*Record extracts*.
--- START ---

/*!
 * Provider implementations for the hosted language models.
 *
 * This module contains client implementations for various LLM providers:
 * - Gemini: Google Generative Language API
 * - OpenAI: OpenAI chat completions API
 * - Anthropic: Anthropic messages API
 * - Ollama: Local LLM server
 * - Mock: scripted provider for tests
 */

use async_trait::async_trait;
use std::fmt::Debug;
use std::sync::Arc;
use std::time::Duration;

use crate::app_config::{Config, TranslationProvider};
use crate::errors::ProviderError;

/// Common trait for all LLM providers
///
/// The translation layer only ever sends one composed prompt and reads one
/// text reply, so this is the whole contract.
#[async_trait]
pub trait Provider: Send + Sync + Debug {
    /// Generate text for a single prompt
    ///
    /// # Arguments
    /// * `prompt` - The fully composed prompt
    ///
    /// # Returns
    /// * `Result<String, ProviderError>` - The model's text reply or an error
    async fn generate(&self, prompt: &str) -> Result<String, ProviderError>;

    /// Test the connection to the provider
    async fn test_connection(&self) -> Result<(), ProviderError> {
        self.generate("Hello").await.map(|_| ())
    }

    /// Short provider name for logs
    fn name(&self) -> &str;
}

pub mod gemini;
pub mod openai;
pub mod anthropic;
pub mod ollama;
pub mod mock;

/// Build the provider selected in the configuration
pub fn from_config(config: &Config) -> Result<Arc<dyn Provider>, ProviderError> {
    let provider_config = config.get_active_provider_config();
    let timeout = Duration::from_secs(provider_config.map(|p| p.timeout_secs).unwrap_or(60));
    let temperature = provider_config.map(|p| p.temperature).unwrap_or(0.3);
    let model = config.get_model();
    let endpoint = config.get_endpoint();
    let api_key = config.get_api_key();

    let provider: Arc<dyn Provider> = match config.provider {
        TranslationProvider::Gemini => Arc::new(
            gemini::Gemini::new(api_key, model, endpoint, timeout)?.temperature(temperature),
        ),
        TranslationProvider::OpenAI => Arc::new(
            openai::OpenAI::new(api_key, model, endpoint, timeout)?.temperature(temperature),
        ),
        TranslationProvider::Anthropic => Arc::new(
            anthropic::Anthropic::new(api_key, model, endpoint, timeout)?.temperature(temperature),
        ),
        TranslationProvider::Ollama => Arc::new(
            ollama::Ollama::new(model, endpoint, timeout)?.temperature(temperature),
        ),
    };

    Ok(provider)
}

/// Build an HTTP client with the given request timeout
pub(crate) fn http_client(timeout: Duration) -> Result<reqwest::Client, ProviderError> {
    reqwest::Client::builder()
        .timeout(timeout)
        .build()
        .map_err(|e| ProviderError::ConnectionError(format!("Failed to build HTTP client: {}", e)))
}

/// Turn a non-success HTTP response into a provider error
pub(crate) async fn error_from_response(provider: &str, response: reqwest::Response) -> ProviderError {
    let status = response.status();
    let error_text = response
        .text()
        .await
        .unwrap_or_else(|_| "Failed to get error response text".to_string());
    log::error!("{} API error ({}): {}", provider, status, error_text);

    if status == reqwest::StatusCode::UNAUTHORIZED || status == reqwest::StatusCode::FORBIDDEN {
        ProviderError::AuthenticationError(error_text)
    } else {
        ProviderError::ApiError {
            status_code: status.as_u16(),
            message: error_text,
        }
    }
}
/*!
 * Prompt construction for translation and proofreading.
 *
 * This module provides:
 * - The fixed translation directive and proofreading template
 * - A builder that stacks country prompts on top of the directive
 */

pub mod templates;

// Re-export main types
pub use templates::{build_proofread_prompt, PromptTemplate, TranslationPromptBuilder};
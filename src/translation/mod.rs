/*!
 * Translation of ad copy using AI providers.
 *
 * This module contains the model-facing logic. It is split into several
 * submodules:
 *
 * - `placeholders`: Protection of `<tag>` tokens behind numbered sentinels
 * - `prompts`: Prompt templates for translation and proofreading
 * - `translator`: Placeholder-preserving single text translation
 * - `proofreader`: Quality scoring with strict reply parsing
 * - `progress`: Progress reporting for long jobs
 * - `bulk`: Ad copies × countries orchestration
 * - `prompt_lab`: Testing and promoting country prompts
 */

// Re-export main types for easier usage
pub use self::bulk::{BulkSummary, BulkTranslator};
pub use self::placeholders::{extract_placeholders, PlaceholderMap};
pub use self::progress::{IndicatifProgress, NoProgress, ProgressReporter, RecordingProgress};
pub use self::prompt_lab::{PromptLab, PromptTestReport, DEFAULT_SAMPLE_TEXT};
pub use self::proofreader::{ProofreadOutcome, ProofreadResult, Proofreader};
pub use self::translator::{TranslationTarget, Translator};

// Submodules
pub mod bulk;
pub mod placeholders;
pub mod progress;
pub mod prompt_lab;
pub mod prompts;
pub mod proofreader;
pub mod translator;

--- END ---
--- START ---

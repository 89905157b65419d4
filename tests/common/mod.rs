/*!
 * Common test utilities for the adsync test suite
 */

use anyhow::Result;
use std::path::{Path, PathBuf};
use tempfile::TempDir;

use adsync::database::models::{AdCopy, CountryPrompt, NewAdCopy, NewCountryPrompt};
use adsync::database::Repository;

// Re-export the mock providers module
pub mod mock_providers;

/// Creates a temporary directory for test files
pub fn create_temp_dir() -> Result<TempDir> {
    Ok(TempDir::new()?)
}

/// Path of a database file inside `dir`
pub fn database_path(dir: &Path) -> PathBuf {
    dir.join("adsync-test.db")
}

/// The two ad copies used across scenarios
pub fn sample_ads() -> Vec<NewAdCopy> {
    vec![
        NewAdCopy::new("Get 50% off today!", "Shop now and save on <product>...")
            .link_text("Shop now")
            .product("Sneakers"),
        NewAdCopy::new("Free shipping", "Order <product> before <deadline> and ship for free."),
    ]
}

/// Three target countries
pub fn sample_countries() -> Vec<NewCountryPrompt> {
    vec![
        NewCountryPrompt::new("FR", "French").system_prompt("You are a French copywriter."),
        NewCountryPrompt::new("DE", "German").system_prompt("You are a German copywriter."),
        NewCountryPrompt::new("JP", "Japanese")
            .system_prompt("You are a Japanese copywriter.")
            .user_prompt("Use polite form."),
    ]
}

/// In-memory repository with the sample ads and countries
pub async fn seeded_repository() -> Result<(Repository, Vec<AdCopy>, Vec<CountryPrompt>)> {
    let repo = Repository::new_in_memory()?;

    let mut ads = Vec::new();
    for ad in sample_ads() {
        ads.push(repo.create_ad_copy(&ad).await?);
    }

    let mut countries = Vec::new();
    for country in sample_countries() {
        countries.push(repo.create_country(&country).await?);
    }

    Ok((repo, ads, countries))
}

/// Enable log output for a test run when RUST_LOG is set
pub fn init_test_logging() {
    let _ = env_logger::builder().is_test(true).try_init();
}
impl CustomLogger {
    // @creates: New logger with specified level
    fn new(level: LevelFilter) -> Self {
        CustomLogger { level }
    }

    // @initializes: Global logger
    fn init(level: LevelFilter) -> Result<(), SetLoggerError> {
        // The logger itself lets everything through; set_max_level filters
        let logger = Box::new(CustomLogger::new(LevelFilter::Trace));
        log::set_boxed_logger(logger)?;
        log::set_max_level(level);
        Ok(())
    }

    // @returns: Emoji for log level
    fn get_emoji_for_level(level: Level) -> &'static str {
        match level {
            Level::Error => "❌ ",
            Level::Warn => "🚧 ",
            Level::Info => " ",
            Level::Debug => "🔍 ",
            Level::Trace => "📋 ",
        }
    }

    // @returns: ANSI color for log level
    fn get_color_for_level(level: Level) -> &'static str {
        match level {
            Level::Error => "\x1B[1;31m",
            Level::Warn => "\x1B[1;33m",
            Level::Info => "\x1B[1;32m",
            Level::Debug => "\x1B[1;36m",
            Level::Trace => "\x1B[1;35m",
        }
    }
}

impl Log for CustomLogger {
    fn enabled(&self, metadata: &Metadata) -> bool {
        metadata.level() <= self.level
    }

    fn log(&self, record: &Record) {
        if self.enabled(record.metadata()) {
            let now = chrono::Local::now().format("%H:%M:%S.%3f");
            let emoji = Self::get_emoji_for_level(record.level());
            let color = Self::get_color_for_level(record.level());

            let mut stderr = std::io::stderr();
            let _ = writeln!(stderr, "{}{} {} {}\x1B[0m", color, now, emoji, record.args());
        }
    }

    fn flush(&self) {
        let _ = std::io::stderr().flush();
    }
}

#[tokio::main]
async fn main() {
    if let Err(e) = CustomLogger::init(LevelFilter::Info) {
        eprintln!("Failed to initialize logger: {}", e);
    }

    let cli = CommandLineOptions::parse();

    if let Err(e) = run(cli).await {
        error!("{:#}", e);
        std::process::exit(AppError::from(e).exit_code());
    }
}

--- END ---
--- START ---

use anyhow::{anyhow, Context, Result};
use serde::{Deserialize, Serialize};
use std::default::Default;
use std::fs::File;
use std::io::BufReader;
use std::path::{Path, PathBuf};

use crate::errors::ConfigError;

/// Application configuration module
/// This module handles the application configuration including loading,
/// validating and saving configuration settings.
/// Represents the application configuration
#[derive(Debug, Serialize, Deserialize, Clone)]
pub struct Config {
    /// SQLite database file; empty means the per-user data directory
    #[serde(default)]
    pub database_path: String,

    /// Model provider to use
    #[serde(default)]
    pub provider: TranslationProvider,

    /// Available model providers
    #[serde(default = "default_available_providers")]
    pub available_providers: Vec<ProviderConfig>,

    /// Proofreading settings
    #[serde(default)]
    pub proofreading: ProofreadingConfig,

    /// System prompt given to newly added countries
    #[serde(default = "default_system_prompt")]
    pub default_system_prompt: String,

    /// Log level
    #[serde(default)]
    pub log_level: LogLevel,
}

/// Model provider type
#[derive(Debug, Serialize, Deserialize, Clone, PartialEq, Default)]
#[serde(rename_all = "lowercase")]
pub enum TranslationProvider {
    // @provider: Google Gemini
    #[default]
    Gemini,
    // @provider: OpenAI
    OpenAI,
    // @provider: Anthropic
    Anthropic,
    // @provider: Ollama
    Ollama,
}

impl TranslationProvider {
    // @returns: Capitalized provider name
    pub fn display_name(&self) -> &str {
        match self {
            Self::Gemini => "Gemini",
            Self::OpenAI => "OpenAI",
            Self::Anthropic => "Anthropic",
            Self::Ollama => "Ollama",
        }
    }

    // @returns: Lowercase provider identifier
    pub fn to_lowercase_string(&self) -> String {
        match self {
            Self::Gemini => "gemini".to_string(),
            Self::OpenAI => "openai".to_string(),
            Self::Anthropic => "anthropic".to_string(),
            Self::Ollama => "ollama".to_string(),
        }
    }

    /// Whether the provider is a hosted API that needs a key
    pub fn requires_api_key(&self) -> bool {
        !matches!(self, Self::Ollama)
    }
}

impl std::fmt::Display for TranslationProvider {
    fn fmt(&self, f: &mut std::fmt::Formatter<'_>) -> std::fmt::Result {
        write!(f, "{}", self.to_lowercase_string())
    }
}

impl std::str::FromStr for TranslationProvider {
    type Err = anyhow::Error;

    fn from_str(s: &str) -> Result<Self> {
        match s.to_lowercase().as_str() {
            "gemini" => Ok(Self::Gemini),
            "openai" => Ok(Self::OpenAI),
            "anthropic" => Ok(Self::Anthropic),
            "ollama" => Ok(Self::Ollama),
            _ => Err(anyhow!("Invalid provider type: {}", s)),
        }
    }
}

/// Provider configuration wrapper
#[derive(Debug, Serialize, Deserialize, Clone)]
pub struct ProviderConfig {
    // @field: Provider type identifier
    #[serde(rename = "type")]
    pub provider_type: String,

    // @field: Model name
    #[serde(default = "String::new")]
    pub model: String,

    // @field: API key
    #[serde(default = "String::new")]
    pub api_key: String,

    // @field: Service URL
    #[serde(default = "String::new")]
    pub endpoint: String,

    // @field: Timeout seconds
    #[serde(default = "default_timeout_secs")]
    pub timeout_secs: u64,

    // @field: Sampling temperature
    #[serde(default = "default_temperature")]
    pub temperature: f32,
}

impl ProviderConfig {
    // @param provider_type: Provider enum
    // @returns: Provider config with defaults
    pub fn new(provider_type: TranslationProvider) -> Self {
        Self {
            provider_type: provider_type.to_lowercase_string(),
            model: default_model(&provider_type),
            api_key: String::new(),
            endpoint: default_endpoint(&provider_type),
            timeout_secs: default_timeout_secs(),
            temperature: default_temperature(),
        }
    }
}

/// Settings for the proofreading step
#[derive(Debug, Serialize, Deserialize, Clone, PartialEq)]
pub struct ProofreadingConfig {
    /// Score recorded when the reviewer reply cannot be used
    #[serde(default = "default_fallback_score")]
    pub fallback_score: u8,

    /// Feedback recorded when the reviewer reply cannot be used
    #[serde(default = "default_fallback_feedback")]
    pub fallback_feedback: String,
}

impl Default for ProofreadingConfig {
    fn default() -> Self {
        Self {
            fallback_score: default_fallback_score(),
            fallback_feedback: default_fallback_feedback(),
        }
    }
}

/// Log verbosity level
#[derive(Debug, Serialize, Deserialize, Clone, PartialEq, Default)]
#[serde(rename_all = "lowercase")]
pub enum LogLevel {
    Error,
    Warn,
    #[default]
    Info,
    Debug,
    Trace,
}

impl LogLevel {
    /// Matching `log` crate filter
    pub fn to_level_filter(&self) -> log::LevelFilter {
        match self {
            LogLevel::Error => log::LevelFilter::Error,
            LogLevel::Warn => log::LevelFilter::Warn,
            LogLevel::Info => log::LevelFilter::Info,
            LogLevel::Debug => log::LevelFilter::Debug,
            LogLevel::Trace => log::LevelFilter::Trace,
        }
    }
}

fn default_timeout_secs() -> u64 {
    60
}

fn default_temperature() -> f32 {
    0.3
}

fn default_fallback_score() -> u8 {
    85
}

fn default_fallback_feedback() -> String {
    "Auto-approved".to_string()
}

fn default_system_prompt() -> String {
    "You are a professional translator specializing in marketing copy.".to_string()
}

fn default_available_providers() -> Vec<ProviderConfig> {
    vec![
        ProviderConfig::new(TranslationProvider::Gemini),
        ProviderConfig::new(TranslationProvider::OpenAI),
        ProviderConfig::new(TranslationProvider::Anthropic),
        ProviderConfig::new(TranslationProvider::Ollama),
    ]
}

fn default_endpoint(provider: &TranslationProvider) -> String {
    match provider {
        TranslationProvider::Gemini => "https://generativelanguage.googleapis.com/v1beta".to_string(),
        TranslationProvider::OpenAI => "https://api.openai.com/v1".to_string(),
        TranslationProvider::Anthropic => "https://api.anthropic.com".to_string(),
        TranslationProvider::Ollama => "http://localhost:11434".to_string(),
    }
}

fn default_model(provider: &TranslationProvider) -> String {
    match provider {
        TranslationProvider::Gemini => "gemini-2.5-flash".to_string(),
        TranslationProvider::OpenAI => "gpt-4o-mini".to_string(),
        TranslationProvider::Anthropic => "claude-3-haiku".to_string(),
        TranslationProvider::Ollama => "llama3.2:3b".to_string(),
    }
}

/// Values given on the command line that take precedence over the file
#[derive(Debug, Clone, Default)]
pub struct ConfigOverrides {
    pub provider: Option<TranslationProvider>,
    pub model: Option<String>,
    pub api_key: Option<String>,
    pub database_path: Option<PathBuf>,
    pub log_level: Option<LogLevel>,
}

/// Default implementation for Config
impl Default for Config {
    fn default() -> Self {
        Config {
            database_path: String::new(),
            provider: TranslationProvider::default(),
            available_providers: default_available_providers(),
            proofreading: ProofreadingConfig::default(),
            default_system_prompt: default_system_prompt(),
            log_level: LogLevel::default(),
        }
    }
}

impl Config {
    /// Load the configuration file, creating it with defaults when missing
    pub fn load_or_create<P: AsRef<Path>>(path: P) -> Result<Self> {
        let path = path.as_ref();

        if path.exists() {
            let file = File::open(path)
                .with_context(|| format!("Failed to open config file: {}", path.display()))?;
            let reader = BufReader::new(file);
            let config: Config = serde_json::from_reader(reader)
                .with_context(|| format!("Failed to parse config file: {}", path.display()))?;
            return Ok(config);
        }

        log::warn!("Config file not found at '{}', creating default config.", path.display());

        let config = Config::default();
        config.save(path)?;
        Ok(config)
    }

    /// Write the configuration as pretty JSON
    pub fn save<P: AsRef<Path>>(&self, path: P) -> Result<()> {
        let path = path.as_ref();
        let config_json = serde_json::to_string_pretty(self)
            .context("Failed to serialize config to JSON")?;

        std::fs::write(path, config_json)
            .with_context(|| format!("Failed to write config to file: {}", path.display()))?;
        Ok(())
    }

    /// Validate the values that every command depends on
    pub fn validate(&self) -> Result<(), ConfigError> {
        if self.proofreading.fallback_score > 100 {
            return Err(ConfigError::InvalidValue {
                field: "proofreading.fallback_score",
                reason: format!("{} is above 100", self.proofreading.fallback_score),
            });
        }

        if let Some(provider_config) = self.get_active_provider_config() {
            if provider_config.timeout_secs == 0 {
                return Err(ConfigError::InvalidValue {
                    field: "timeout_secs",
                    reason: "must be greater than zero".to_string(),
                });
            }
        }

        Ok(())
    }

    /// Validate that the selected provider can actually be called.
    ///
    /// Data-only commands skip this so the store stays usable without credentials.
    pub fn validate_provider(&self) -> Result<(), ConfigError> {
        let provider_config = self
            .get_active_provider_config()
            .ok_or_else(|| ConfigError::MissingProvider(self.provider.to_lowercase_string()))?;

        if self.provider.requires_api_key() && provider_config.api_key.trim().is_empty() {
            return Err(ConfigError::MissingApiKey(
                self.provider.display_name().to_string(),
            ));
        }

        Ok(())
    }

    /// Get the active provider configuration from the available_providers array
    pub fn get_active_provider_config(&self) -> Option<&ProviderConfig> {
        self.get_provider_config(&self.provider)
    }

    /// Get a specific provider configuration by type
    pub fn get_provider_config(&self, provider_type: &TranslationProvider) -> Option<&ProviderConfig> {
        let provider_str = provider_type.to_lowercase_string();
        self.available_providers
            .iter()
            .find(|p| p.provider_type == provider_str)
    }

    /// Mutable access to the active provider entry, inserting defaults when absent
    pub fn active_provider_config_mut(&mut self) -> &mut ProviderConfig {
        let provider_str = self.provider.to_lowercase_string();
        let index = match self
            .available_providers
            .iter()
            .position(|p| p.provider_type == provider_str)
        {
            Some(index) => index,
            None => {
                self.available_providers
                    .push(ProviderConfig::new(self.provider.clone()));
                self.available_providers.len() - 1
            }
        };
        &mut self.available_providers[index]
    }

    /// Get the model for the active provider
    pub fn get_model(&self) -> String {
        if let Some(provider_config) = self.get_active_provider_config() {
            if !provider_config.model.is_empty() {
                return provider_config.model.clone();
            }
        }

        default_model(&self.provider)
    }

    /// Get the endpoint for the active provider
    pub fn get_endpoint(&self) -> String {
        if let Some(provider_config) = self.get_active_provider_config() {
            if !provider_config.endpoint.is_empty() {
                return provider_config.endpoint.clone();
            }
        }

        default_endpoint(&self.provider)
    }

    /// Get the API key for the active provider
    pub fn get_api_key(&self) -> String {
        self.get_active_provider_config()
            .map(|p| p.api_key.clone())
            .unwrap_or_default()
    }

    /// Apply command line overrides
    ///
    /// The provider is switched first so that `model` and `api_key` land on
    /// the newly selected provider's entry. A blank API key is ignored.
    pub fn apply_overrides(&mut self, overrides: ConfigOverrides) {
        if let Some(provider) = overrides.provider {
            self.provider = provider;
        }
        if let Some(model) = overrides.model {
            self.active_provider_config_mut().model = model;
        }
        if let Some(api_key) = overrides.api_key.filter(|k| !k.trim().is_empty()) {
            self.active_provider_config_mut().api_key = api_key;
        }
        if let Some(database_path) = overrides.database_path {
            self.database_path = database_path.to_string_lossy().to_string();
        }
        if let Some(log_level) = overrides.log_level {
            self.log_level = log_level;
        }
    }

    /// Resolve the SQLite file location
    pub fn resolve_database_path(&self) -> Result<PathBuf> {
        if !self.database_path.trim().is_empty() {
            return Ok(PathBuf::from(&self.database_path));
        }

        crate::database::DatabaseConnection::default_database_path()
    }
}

--- END ---

*Work task*. Using the records above, report each line that contains the word "crate" by copying it.

*Written response*.
use crate::app_config::{Config, TranslationProvider};
use crate::errors::ProviderError;
pub(crate) fn http_client(timeout: Duration) -> Result<reqwest::Client, ProviderError> {
pub(crate) async fn error_from_response(provider: &str, response: reqwest::Response) -> ProviderError {
use crate::errors::ConfigError;
    /// Matching `log` crate filter
        crate::database::DatabaseConnection::default_database_path()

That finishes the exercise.